WASHINGTON – After a year in which the Valley saw the nation’s highest inflation rate for metro areas, experts say consumers can expect inflation to ease in 2023 – but warn that it’s not going away entirely.

The consumer price index for Phoenix-Mesa-Scottsdale in October, the most recent month for which data is available from the Bureau of Labor Statistics, was 12.1% higher than it was in October 2021. The next-highest metro areas were Atlanta, which posted a 10.7% increase for the year, followed by Tampa-St. Petersburg at 10.5% and Miami at 10.1%.

Price increases were up across the board, with higher prices for fuel, food, clothing and more. In Arizona, the biggest increases came in the price of gas, which was up 41% from October 2021 to October 2022 – although that recently reversed course – but experts say the biggest driver of the inflation index was the cost of housing.

Mark Stapp, a professor at Arizona State University’s W.P. Carey School of Business, said shelter accounts for one-third of the consumer price index, which is why Arizona is facing such high inflation rates.

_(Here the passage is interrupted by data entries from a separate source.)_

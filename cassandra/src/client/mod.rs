//! Cluster access seam
//!
//! Resources talk to the cluster through [`Connector`] and [`Session`]. The
//! driver-backed implementation lives in [`driver`]. An in-memory one that
//! records statements is built for tests and with the `testing` feature.

pub mod driver;
pub mod error;
#[cfg(any(test, feature = "testing"))]
pub mod memory;

pub use driver::ScyllaConnector;
pub use error::ClientError;
#[cfg(any(test, feature = "testing"))]
pub use memory::MemoryConnector;

use async_trait::async_trait;
use std::collections::BTreeMap;

pub type Result<T> = std::result::Result<T, ClientError>;

/// Prefix Cassandra puts in front of built-in replication strategy classes
pub const STRATEGY_CLASS_PREFIX: &str = "org.apache.cassandra.locator.";

/// Row of `system_schema.keyspaces`
#[derive(Debug, Clone, PartialEq, Eq)]
pub struct KeyspaceMetadata {
    pub name: String,
    /// Strategy class without the `org.apache.cassandra.locator.` prefix
    pub strategy_class: String,
    /// Replication options other than `class`
    pub strategy_options: BTreeMap<String, String>,
    pub durable_writes: bool,
}

impl KeyspaceMetadata {
    /// Split a replication map as stored by Cassandra into class and options
    pub fn from_replication(
        name: &str,
        durable_writes: bool,
        replication: impl IntoIterator<Item = (String, String)>,
    ) -> Self {
        let mut strategy_class = String::new();
        let mut strategy_options = BTreeMap::new();

        for (key, value) in replication {
            if key == "class" {
                strategy_class = value
                    .strip_prefix(STRATEGY_CLASS_PREFIX)
                    .unwrap_or(&value)
                    .to_string();
            } else {
                strategy_options.insert(key, value);
            }
        }

        Self {
            name: name.to_string(),
            strategy_class,
            strategy_options,
            durable_writes,
        }
    }
}

/// Row of `system_auth.roles`
#[derive(Debug, Clone, PartialEq, Eq)]
pub struct RoleMetadata {
    pub name: String,
    pub can_login: bool,
    pub is_superuser: bool,
}

/// Opens sessions against the cluster. One session is opened per resource
/// operation and dropped when the operation finishes.
#[async_trait]
pub trait Connector: Send + Sync {
    async fn connect(&self) -> Result<Box<dyn Session>>;
}

#[async_trait]
pub trait Session: Send + Sync {
    /// Run a statement that returns no rows of interest
    async fn execute(&self, statement: &str) -> Result<()>;

    /// Run a statement and return how many rows it produced
    async fn count_rows(&self, statement: &str) -> Result<usize>;

    async fn keyspace(&self, name: &str) -> Result<Option<KeyspaceMetadata>>;

    async fn role(&self, name: &str) -> Result<Option<RoleMetadata>>;
}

“The index is a composite. One of the larger elements of that composite is related to shelter,” said Stapp, who is also the director of the Center for Real Estate Theory and Practice at the Carey School. “It can make up 30-40%, so a significant part of the estimate of what inflation is in Arizona is that shelter component.”

George Hammond, the director of the Economic and Business Research Center at the University of Arizona’s Eller College of Management, agreed that shelter has driven inflation in the Phoenix area.

“The major reason why Phoenix’s inflation rate is running so much faster than the national average, is what’s going on in the housing market,” Hammond said. “Housing is by far the biggest single category in the price index, so it has a huge influence on what happens.”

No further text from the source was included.